Пушкинский портрет — мимолетное виденье, чьи детали ускользают от взгляда. Не детали, а общие впечатления важны в этой живописной увертюре к последующему эпизоду — классической драме узнавания.
И еще одна любопытная вещь. У Пушкина слово «снимок» в самом что ни на есть фотографическом понимании слова подчеркивает зеркальную специфику цитированного отрывка почти столь же настойчиво, как образ «постороннего наблюдателя в шляпе и дорожном пальто» — у Пруста. Но не будем забывать, что дагерротипия получила официальное признание во Франции уже после смерти Пушкина, тогда как Пруст был не только современником зрелого фотоискусства, но и свидетелем первых шагов новой, кинематографической музы.
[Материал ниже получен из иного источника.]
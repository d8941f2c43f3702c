pub mod analyzers;
pub mod fetch;
pub mod infra;
pub mod ingest;
pub mod output;
pub mod services;
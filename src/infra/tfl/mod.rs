mod client;

pub use client::TflClient;
//! Disruption cost estimation.
//!
//! Raw disruption records are flattened to one row per affected line,
//! live arrival predictions give each line a typical headway, and the two
//! are combined with a severity delay map into an hourly cost per
//! (line, severity).

pub mod aggregate;
pub mod analyzer;
pub mod headway;
pub mod normalize;
pub mod summary;
pub mod types;
pub mod utility;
Между тем Пушкин говорит о «снимке» в таком тоне, точно это для него синоним другого привычного термина: «кадр». В этом безмятежном разговоре с будущим, в этом предчувствии, поданном как «текущее», сегодняшнее чувство, я вижу впечатляющий знак гениальной пушкинской интуиции.
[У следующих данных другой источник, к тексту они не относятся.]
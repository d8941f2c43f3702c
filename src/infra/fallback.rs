use anyhow::Result;
use async_trait::async_trait;
use serde_json::Value;
use tracing::warn;

use crate::services::feed_api::TransitFeedApi;

/// A [`TransitFeedApi`] that asks `primary` first and, when it fails, logs a
/// warning and asks `secondary` instead.
pub struct WithFallback<P, S> {
    pub primary: P,
    pub secondary: S,
}

impl<P, S> WithFallback<P, S> {
    pub fn new(primary: P, secondary: S) -> Self {
        Self { primary, secondary }
    }
}

#[async_trait]
impl<P: TransitFeedApi, S: TransitFeedApi> TransitFeedApi for WithFallback<P, S> {
    async fn bus_disruptions(&self) -> Result<Vec<Value>> {
        match self.primary.bus_disruptions().await {
            Ok(records) => Ok(records),
            Err(e) => {
                warn!(error = %e, "Using sample disruptions (offline mode)");
                self.secondary.bus_disruptions().await
            }
        }
    }

    async fn line_arrivals(&self, line_id: &str) -> Result<Vec<Value>> {
        match self.primary.line_arrivals(line_id).await {
            Ok(records) => Ok(records),
            Err(e) => {
                warn!(line_id, error = %e, "Using sample arrivals (offline mode)");
                self.secondary.line_arrivals(line_id).await
            }
        }
    }
}
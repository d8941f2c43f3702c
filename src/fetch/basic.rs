use super::client::HttpClient;
use async_trait::async_trait;
use std::time::Duration;

pub struct BasicClient(reqwest::Client);

impl BasicClient {
    /// A client whose requests give up after `timeout`.
    pub fn with_timeout(timeout: Duration) -> anyhow::Result<Self> {
        let client = reqwest::Client::builder()
            .timeout(timeout)
            .connect_timeout(timeout.min(Duration::from_secs(10)))
            .build()?;
        Ok(Self(client))
    }
}

#[async_trait]
impl HttpClient for BasicClient {
    async fn execute(&self, req: reqwest::Request) -> reqwest::Result<reqwest::Response> {
        self.0.execute(req).await
    }
}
Но вернемся к «Обрыву». На той же странице романа, что и портрет Райского, помещено другое словесное изображение — Аянова, тоже подробное и тоже с «заявкой» на полное жизнеподобие («как на картине»): «Иван Иванович был… в черном фраке. Белые перчатки и шляпа лежали около него на столе. У него лицо отличалось спокойствием, или, скорее, равнодушным ожиданием ко всему, что может около него происходить.
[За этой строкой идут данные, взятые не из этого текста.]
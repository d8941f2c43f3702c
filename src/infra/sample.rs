use anyhow::{Context, Result};
use async_trait::async_trait;
use serde_json::Value;
use std::path::{Path, PathBuf};

use crate::services::feed_api::{TransitFeedApi, into_records};

pub const DISRUPTIONS_FILE: &str = "sample_disruptions.json";

/// File name used for a line's saved arrivals.
pub fn arrivals_file_name(line_id: &str) -> String {
    format!("sample_arrivals_line{line_id}.json")
}

/// Serves disruption and arrival snapshots from JSON files in a directory.
///
/// A line without a saved arrivals file has no data (empty, not an error).
/// A missing disruptions file is an error.
pub struct SampleDirectory {
    dir: PathBuf,
}

impl SampleDirectory {
    pub fn new(dir: impl Into<PathBuf>) -> Self {
        Self { dir: dir.into() }
    }

    fn read_records(path: &Path) -> Result<Vec<Value>> {
        let content = std::fs::read_to_string(path)
            .with_context(|| format!("Failed to read {}", path.display()))?;
        let body: Value = serde_json::from_str(&content)
            .with_context(|| format!("Failed to parse {}", path.display()))?;
        into_records(body).with_context(|| format!("Unexpected content in {}", path.display()))
    }
}

#[async_trait]
impl TransitFeedApi for SampleDirectory {
    async fn bus_disruptions(&self) -> Result<Vec<Value>> {
        Self::read_records(&self.dir.join(DISRUPTIONS_FILE))
    }

    async fn line_arrivals(&self, line_id: &str) -> Result<Vec<Value>> {
        let path = self.dir.join(arrivals_file_name(line_id));
        if !path.exists() {
            return Ok(Vec::new());
        }
        Self::read_records(&path)
    }
}

#[cfg(test)]
mod tests {
    use super::*;
    use std::env;
    use std::fs;

    fn sample_dir(name: &str) -> PathBuf {
        let dir = env::temp_dir().join(name);
        let _ = fs::remove_dir_all(&dir);
        fs::create_dir_all(&dir).unwrap();
        dir
    }

    #[tokio::test]
    async fn test_reads_saved_snapshots() {
        let dir = sample_dir("bus_disruption_cost_sample_read");
        fs::write(dir.join(DISRUPTIONS_FILE), r#"[{"severity": "Severe"}]"#).unwrap();
        fs::write(dir.join(arrivals_file_name("55")), r#"[{"naptanId": "A"}, {"naptanId": "B"}]"#)
            .unwrap();

        let source = SampleDirectory::new(&dir);

        assert_eq!(source.bus_disruptions().await.unwrap().len(), 1);
        assert_eq!(source.line_arrivals("55").await.unwrap().len(), 2);

        fs::remove_dir_all(&dir).unwrap();
    }

    #[tokio::test]
    async fn test_missing_arrivals_is_empty_but_missing_disruptions_errors() {
        let dir = sample_dir("bus_disruption_cost_sample_missing");
        let source = SampleDirectory::new(&dir);

        assert!(source.line_arrivals("999").await.unwrap().is_empty());
        assert!(source.bus_disruptions().await.is_err());

        fs::remove_dir_all(&dir).unwrap();
    }

    #[tokio::test]
    async fn test_malformed_file_is_an_error() {
        let dir = sample_dir("bus_disruption_cost_sample_malformed");
        fs::write(dir.join(DISRUPTIONS_FILE), "{not json").unwrap();

        assert!(SampleDirectory::new(&dir).bus_disruptions().await.is_err());

        fs::remove_dir_all(&dir).unwrap();
    }
}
Смышленый взгляд, неглупые губы, смугло-желтоватый цвет лица, красиво подстриженные, с сильной проседью, волосы на голове и бакенбардах, умеренные движения, сдержанная речь и безукоризненный костюм — вот его наружный портрет».
Заключительные слова симптоматичны. Писатель словно бы намекает, что наружный портрет — это всего только наружный портрет, что гораздо существеннее для него портрет внутренний и что он, писатель, имеет достаточно сведений, дабы предоставить его нам в самом подробном варианте. Тут же писатель и принимается выполнять свое полувысказанное обещание: «На лице его можно было прочесть покойную уверенность в себе и понимание других, выглядывавшее из глаз.
— Пожил человек, знает жизнь и людей, — скажет о нем наблюдатель, и если не отнесет его к разряду особенных, высших натур, то еще менее к разряду натур наивных».